Saved data entries
+ + + + + + +

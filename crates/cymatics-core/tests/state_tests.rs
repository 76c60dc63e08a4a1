// Host-side tests for the application state, geometry parsing and constants.

use cymatics_core::*;

#[test]
fn defaults_match_startup_values() {
    let app = AppState::new(3.0);
    assert_eq!(app.frequency(), DEFAULT_FREQ_HZ);
    assert_eq!(app.mode(), GeometryMode::SquarePlate);
    assert!(!app.is_playing());
    assert_eq!(app.elapsed(3.0), 0.0);
    assert_eq!(app.elapsed(4.5), 1.5);
}

#[test]
fn frequency_is_clamped_into_range() {
    let mut app = AppState::new(0.0);
    assert_eq!(app.set_frequency(10.0, 0.0), FREQ_MIN_HZ);
    assert_eq!(app.set_frequency(9000.0, 0.0), FREQ_MAX_HZ);
    assert_eq!(app.set_frequency(1234.5, 0.0), 1234.5);
    assert_eq!(app.nudge_frequency(-2000.0, 0.0), FREQ_MIN_HZ);
    assert_eq!(app.nudge_frequency(10.0, 0.0), 60.0);
}

#[test]
fn changes_restart_the_animation_clock() {
    let mut app = AppState::new(0.0);
    assert_eq!(app.elapsed(5.0), 5.0);
    app.set_frequency(500.0, 5.0);
    assert_eq!(app.elapsed(5.0), 0.0);
    assert_eq!(app.elapsed(6.0), 1.0);
    app.set_mode(GeometryMode::CircularMembrane, 7.0);
    assert_eq!(app.elapsed(7.25), 0.25);
    assert_eq!(app.toggle_mode(8.0), GeometryMode::SquarePlate);
    assert_eq!(app.elapsed(8.0), 0.0);
    // clock never runs backwards
    assert_eq!(app.elapsed(1.0), 0.0);
}

#[test]
fn starting_playback_restarts_clock_but_stopping_does_not() {
    let mut app = AppState::new(0.0);
    assert!(app.toggle_playing(2.0));
    assert_eq!(app.elapsed(3.0), 1.0);
    assert!(!app.toggle_playing(4.0));
    assert_eq!(app.elapsed(5.0), 3.0);
    app.set_playing(false, 6.0);
    assert_eq!(app.elapsed(6.0), 4.0);
}

#[test]
fn intensity_boost_decays_linearly_after_frequency_change() {
    let mut app = AppState::new(0.0);
    assert_eq!(app.intensity(0.0), INTENSITY_BASELINE);
    app.set_frequency(880.0, 10.0);
    assert_eq!(app.intensity(10.0), INTENSITY_BASELINE + INTENSITY_BOOST);
    let half = app.intensity(10.0 + INTENSITY_BOOST_SEC / 2.0);
    assert!((half - (INTENSITY_BASELINE + INTENSITY_BOOST / 2.0)).abs() < 1e-12);
    assert!((app.intensity(10.0 + INTENSITY_BOOST_SEC) - INTENSITY_BASELINE).abs() < 1e-12);
    assert_eq!(app.intensity(100.0), INTENSITY_BASELINE);

    // a second change restarts the boost instead of stacking
    app.set_frequency(900.0, 10.1);
    assert_eq!(app.intensity(10.1), INTENSITY_BASELINE + INTENSITY_BOOST);
}

#[test]
fn geometry_change_does_not_boost_intensity() {
    let mut app = AppState::new(0.0);
    app.set_mode(GeometryMode::CircularMembrane, 1.0);
    assert_eq!(app.intensity(1.0), INTENSITY_BASELINE);
}

#[test]
fn info_lines_describe_current_mode() {
    let mut app = AppState::new(0.0);
    let [freq, mode] = app.info_lines();
    assert_eq!(freq, "Frequency: 440 Hz");
    assert_eq!(mode, "Square Plate: Mode (10,10)");
    app.set_mode(GeometryMode::CircularMembrane, 0.0);
    let [_, mode] = app.info_lines();
    assert_eq!(mode, "Circular Membrane: Mode (10,7)");
    app.set_frequency(440.5, 0.0);
    let [freq, _] = app.info_lines();
    assert_eq!(freq, "Frequency: 440.5 Hz");
}

#[test]
fn render_frame_uses_elapsed_time() {
    let mut app = AppState::new(0.0);
    app.set_mode(GeometryMode::CircularMembrane, 1.0);
    let mut frame = FieldFrame::new(16, 16);
    let used = app.render_frame(&mut frame, 1.5);
    assert_eq!(used, app.modes());
    let mut expected = FieldFrame::new(16, 16);
    expected.render(
        GeometryMode::CircularMembrane,
        440.0,
        0.5,
        &mut ModeCache::new(),
    );
    assert_eq!(frame.values(), expected.values());
}

#[test]
fn geometry_parses_and_displays() {
    assert_eq!("square".parse(), Ok(GeometryMode::SquarePlate));
    assert_eq!(" Circular ".parse(), Ok(GeometryMode::CircularMembrane));
    assert_eq!("membrane".parse(), Ok(GeometryMode::CircularMembrane));
    assert_eq!(
        "hexagon".parse::<GeometryMode>(),
        Err(ParseGeometryError("hexagon".to_string()))
    );
    assert_eq!(GeometryMode::SquarePlate.to_string(), "square");
    assert_eq!(GeometryMode::CircularMembrane.to_string(), "circular");
    for mode in [GeometryMode::SquarePlate, GeometryMode::CircularMembrane] {
        assert_eq!(mode.to_string().parse(), Ok(mode));
        assert_eq!(mode.toggled().toggled(), mode);
    }
}

#[test]
fn frequency_text_is_validated_then_clamped() {
    assert_eq!(parse_frequency("440"), Ok(440.0));
    assert_eq!(parse_frequency(" 20 "), Ok(FREQ_MIN_HZ));
    assert_eq!(parse_frequency("1e5"), Ok(FREQ_MAX_HZ));
    assert_eq!(
        parse_frequency("abc"),
        Err(ParseFrequencyError::NotANumber("abc".to_string()))
    );
    assert_eq!(parse_frequency("0"), Err(ParseFrequencyError::OutOfDomain(0.0)));
    assert!(matches!(
        parse_frequency("inf"),
        Err(ParseFrequencyError::OutOfDomain(_))
    ));
}

#[test]
#[allow(clippy::assertions_on_constants)]
fn constants_are_within_reasonable_bounds() {
    assert!(FREQ_MIN_HZ > 0.0);
    assert!(FREQ_MIN_HZ < DEFAULT_FREQ_HZ && DEFAULT_FREQ_HZ < FREQ_MAX_HZ);
    assert!(FREQ_STEP_FINE_HZ < FREQ_STEP_HZ && FREQ_STEP_HZ < FREQ_STEP_COARSE_HZ);
    assert!(INTENSITY_BOOST_SEC > 0.0);
    assert!(INTENSITY_BOOST >= 0.0);
    assert!(TARGET_FPS > 0.0);
    assert!(FIELD_MAX_SIDE > 0);
    assert_eq!(canvas_side(1000.0, 800.0), 600.0);
    assert_eq!(canvas_side(400.0, 1000.0), 360.0);
}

+ + + + + + +

From the data above, show each line that contains "expected".

### Task result:
    let mut expected = FieldFrame::new(16, 16);
    expected.render(
    assert_eq!(frame.values(), expected.values());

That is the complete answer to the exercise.